▶ Aim of the exercise
All lines in the data bearing the string "else" should be identified and copied.

▶ Extracted data
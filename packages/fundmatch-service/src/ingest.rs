use std::{
	fs,
	io::Read,
	path::{Path, PathBuf},
};

use color_eyre::{Result, eyre};
use serde::{Deserialize, Serialize};
use time::{Duration, OffsetDateTime};

use fundmatch_config::Config;
use fundmatch_domain::{Opportunity, deadline};
use fundmatch_limiter::Pacer;
use fundmatch_providers::embedding;
use fundmatch_storage::{IndexEntry, ProcessedLedger, SimilarityIndex};

/// Outcome summary of one ingestion run.
#[derive(Debug, Default, Serialize)]
pub struct IngestSummary {
	pub processed_files: Vec<String>,
	pub new_opportunities: u32,
	pub duplicate_skipped: u32,
	pub expired_skipped: u32,
	pub expired_removed: u32,
	pub errors: Vec<String>,
}

/// Which column mapping a CSV file needs, picked from its name.
#[derive(Clone, Copy, Debug, Eq, PartialEq)]
pub enum CsvKind {
	Nsf,
	Sbir,
	Generic,
}

pub fn csv_kind_for(file_name: &str) -> CsvKind {
	let lowered = file_name.to_lowercase();

	if lowered.contains("nsf") {
		CsvKind::Nsf
	} else if lowered.contains("sbir") || lowered.contains("topics") {
		CsvKind::Sbir
	} else {
		CsvKind::Generic
	}
}

/// Processes every pending CSV in the funding directory: maps rows to
/// opportunities, skips duplicates and expired entries, embeds the rest
/// through the shared limiter, and moves each finished file into the
/// ingested directory. A file that fails is recorded and left in place; the
/// run continues with the next one.
pub async fn process_csv_files(
	cfg: &Config,
	pacer: &Pacer,
	index: &mut SimilarityIndex,
	ledger: &mut ProcessedLedger,
) -> Result<IngestSummary> {
	fs::create_dir_all(&cfg.ingest.funding_dir)?;
	fs::create_dir_all(&cfg.ingest.ingested_dir)?;

	let mut summary = IngestSummary::default();

	for path in discover_csv_files(&cfg.ingest.funding_dir)? {
		let name = file_name(&path);

		tracing::info!(file = %name, "Processing funding CSV.");

		match ingest_file(cfg, pacer, index, ledger, &path, &mut summary).await {
			Ok(()) => {
				fs::rename(&path, cfg.ingest.ingested_dir.join(&name))?;
				tracing::info!(file = %name, "Moved ingested CSV.");
				summary.processed_files.push(name);
			},
			Err(err) => {
				tracing::error!(error = %err, file = %name, "Failed to ingest CSV.");
				summary.errors.push(format!("{name}: {err}"));
			},
		}
	}

	let now = OffsetDateTime::now_utc();
	let removed = ledger.remove_expired(now);

	if !removed.is_empty() {
		index.retain(|entry| !removed.contains(&entry.id));
		tracing::info!(count = removed.len(), "Purged expired opportunities.");
	}

	summary.expired_removed = removed.len() as u32;

	Ok(summary)
}

pub fn discover_csv_files(dir: &Path) -> Result<Vec<PathBuf>> {
	let mut files = Vec::new();

	for entry in fs::read_dir(dir)? {
		let path = entry?.path();
		let is_csv = path
			.extension()
			.is_some_and(|extension| extension.eq_ignore_ascii_case("csv"));

		if path.is_file() && is_csv {
			files.push(path);
		}
	}

	files.sort();

	Ok(files)
}

async fn ingest_file(
	cfg: &Config,
	pacer: &Pacer,
	index: &mut SimilarityIndex,
	ledger: &mut ProcessedLedger,
	path: &Path,
	summary: &mut IngestSummary,
) -> Result<()> {
	let kind = csv_kind_for(&file_name(path));
	let file = fs::File::open(path)?;
	let opportunities = read_opportunities(file, kind)?;
	let today = OffsetDateTime::now_utc().date();
	let mut candidates = Vec::new();

	for opportunity in opportunities {
		if opportunity.title.trim().is_empty() {
			tracing::warn!(file = %file_name(path), "Skipping row without a title.");

			continue;
		}

		let id = opportunity.content_id();

		if ledger.is_processed(&id) || index.contains(&id) {
			summary.duplicate_skipped += 1;

			continue;
		}
		if !deadline::is_current(&opportunity, today) {
			tracing::info!(title = %opportunity.title, "Skipping expired opportunity.");
			summary.expired_skipped += 1;

			continue;
		}

		candidates.push((id, opportunity));
	}

	for chunk in candidates.chunks(cfg.ingest.batch_size as usize) {
		let texts: Vec<String> =
			chunk.iter().map(|(_, opportunity)| opportunity.embedding_text()).collect();
		let vectors =
			embedding::embed_batch(&cfg.providers.embedding, pacer, cfg.limiter.max_attempts, &texts)
				.await?;

		if vectors.len() != chunk.len() {
			return Err(eyre::eyre!(
				"Embedding provider returned {} vectors for {} opportunities.",
				vectors.len(),
				chunk.len()
			));
		}

		for ((id, opportunity), vector) in chunk.iter().cloned().zip(vectors) {
			let expires_at = deadline::deadline_date(&opportunity)
				.map(|date| date.midnight().assume_utc() + Duration::days(1));

			ledger.mark_processed(
				id.clone(),
				opportunity.title.clone(),
				OffsetDateTime::now_utc(),
				expires_at,
			);
			index.insert(IndexEntry { id, vector, opportunity });
			summary.new_opportunities += 1;
		}

		// Snapshot after every batch so an interrupted run never re-embeds
		// what it already paid for.
		index.save(&cfg.storage.index_path)?;
		ledger.save(&cfg.storage.ledger_path)?;
		tracing::info!(count = chunk.len(), "Embedded and indexed opportunity batch.");
	}

	Ok(())
}

fn file_name(path: &Path) -> String {
	path.file_name().map(|name| name.to_string_lossy().into_owned()).unwrap_or_default()
}

pub fn read_opportunities<R>(input: R, kind: CsvKind) -> Result<Vec<Opportunity>>
where
	R: Read,
{
	let mut reader = csv::Reader::from_reader(input);
	let mut opportunities = Vec::new();

	match kind {
		CsvKind::Nsf =>
			for row in reader.deserialize::<NsfRow>() {
				opportunities.push(row?.into_opportunity());
			},
		CsvKind::Sbir =>
			for row in reader.deserialize::<SbirRow>() {
				opportunities.push(row?.into_opportunity());
			},
		CsvKind::Generic => {
			let headers = reader.headers()?.clone();

			for record in reader.records() {
				opportunities.push(generic_opportunity(&headers, &record?));
			}
		},
	}

	Ok(opportunities)
}

#[derive(Debug, Deserialize)]
struct NsfRow {
	#[serde(default, rename = "Title")]
	title: String,
	#[serde(default, rename = "Synopsis")]
	synopsis: String,
	#[serde(default, rename = "Program ID")]
	program_id: String,
	#[serde(default, rename = "Award Type")]
	award_type: String,
	#[serde(default, rename = "Next due date (Y-m-d)")]
	next_due_date: String,
	#[serde(default, rename = "Posted date (Y-m-d)")]
	posted_date: String,
	#[serde(default, rename = "URL")]
	url: String,
	#[serde(default, rename = "Solicitation URL")]
	solicitation_url: String,
	#[serde(default, rename = "Status")]
	status: String,
	#[serde(default, rename = "Proposals accepted anytime")]
	accepts_anytime: String,
}

impl NsfRow {
	fn into_opportunity(self) -> Opportunity {
		Opportunity {
			title: self.title,
			description: self.synopsis,
			agency: "NSF".to_string(),
			program_id: self.program_id,
			award_type: self.award_type,
			close_date: non_empty(self.next_due_date),
			posted_date: non_empty(self.posted_date),
			url: non_empty(self.url),
			solicitation_url: non_empty(self.solicitation_url),
			status: self.status,
			accepts_anytime: self.accepts_anytime == "True",
			..Default::default()
		}
	}
}

#[derive(Debug, Deserialize)]
struct SbirRow {
	#[serde(default, rename = "Topic Title")]
	title: String,
	#[serde(default, rename = "Topic Description")]
	description: String,
	#[serde(default, rename = "Agency")]
	agency: String,
	#[serde(default, rename = "Program")]
	program: String,
	#[serde(default, rename = "Phase")]
	phase: String,
	#[serde(default, rename = "Topic Number")]
	topic_number: String,
	#[serde(default, rename = "Close Date")]
	close_date: String,
	#[serde(default, rename = "Open Date")]
	open_date: String,
	#[serde(default, rename = "Solicitation Agency URL")]
	url: String,
	#[serde(default, rename = "SBIRTopicLink")]
	topic_link: String,
	#[serde(default, rename = "Solicitation Status")]
	status: String,
}

impl SbirRow {
	fn into_opportunity(self) -> Opportunity {
		Opportunity {
			title: self.title,
			description: self.description,
			agency: self.agency,
			program: if self.program.is_empty() { "SBIR".to_string() } else { self.program },
			phase: self.phase,
			topic_number: self.topic_number,
			close_date: non_empty(self.close_date),
			open_date: non_empty(self.open_date),
			url: non_empty(self.url),
			solicitation_url: non_empty(self.topic_link),
			status: self.status,
			..Default::default()
		}
	}
}

fn generic_opportunity(headers: &csv::StringRecord, record: &csv::StringRecord) -> Opportunity {
	let field = |names: &[&str]| -> String {
		for name in names {
			let found = headers
				.iter()
				.position(|header| header.eq_ignore_ascii_case(name))
				.and_then(|idx| record.get(idx));

			if let Some(value) = found
				&& !value.trim().is_empty()
			{
				return value.to_string();
			}
		}

		String::new()
	};

	Opportunity {
		title: field(&["title", "name"]),
		description: field(&["description", "synopsis"]),
		agency: field(&["agency", "organization"]),
		close_date: non_empty(field(&["close date", "deadline", "next due date (y-m-d)"])),
		url: non_empty(field(&["url", "link", "website"])),
		..Default::default()
	}
}

fn non_empty(value: String) -> Option<String> {
	if value.trim().is_empty() { None } else { Some(value) }
}

#[cfg(test)]
mod tests {
	use super::*;

	#[test]
	fn picks_the_mapping_from_the_file_name() {
		assert_eq!(csv_kind_for("nsf_funding_2025.csv"), CsvKind::Nsf);
		assert_eq!(csv_kind_for("DoD_SBIR_open.csv"), CsvKind::Sbir);
		assert_eq!(csv_kind_for("open_topics_fy25.csv"), CsvKind::Sbir);
		assert_eq!(csv_kind_for("misc_grants.csv"), CsvKind::Generic);
	}

	#[test]
	fn maps_nsf_columns() {
		let csv_text = "\
Title,Synopsis,Program ID,Award Type,Next due date (Y-m-d),Posted date (Y-m-d),URL,Solicitation URL,Status,Proposals accepted anytime
Quantum Sensing,Build sensors,PD-25-1,Standard Grant,2025-12-01,2025-06-01,https://nsf.gov/1,https://nsf.gov/sol/1,Open,False
";
		let rows = read_opportunities(csv_text.as_bytes(), CsvKind::Nsf)
			.expect("Failed to read NSF CSV.");

		assert_eq!(rows.len(), 1);
		assert_eq!(rows[0].title, "Quantum Sensing");
		assert_eq!(rows[0].agency, "NSF");
		assert_eq!(rows[0].program_id, "PD-25-1");
		assert_eq!(rows[0].close_date.as_deref(), Some("2025-12-01"));
		assert!(!rows[0].accepts_anytime);
	}

	#[test]
	fn maps_sbir_columns_and_defaults_the_program() {
		let csv_text = "\
Topic Title,Topic Description,Agency,Program,Phase,Topic Number,Close Date,Open Date,Solicitation Agency URL,SBIRTopicLink,Solicitation Status
Hypersonics Testbed,Wind tunnel work,DOD,,Phase I,AF251-001,08/20/2025,06/01/2025,https://dod.example,https://sbir.example/1,Open
";
		let rows = read_opportunities(csv_text.as_bytes(), CsvKind::Sbir)
			.expect("Failed to read SBIR CSV.");

		assert_eq!(rows.len(), 1);
		assert_eq!(rows[0].title, "Hypersonics Testbed");
		assert_eq!(rows[0].program, "SBIR");
		assert_eq!(rows[0].topic_number, "AF251-001");
		assert_eq!(rows[0].solicitation_url.as_deref(), Some("https://sbir.example/1"));
	}

	#[test]
	fn generic_mapping_falls_back_across_header_names() {
		let csv_text = "\
Name,Description,Organization,Deadline,Link
Climate Resilience Fund,Coastal adaptation,State Energy Office,January 15 2026,https://state.example
";
		let rows = read_opportunities(csv_text.as_bytes(), CsvKind::Generic)
			.expect("Failed to read generic CSV.");

		assert_eq!(rows.len(), 1);
		assert_eq!(rows[0].title, "Climate Resilience Fund");
		assert_eq!(rows[0].agency, "State Energy Office");
		assert_eq!(rows[0].close_date.as_deref(), Some("January 15 2026"));
		assert_eq!(rows[0].url.as_deref(), Some("https://state.example"));
	}
}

▶ Response area
	} else if lowered.contains("sbir") || lowered.contains("topics") {
	} else {
			program: if self.program.is_empty() { "SBIR".to_string() } else { self.program },
	if value.trim().is_empty() { None } else { Some(value) }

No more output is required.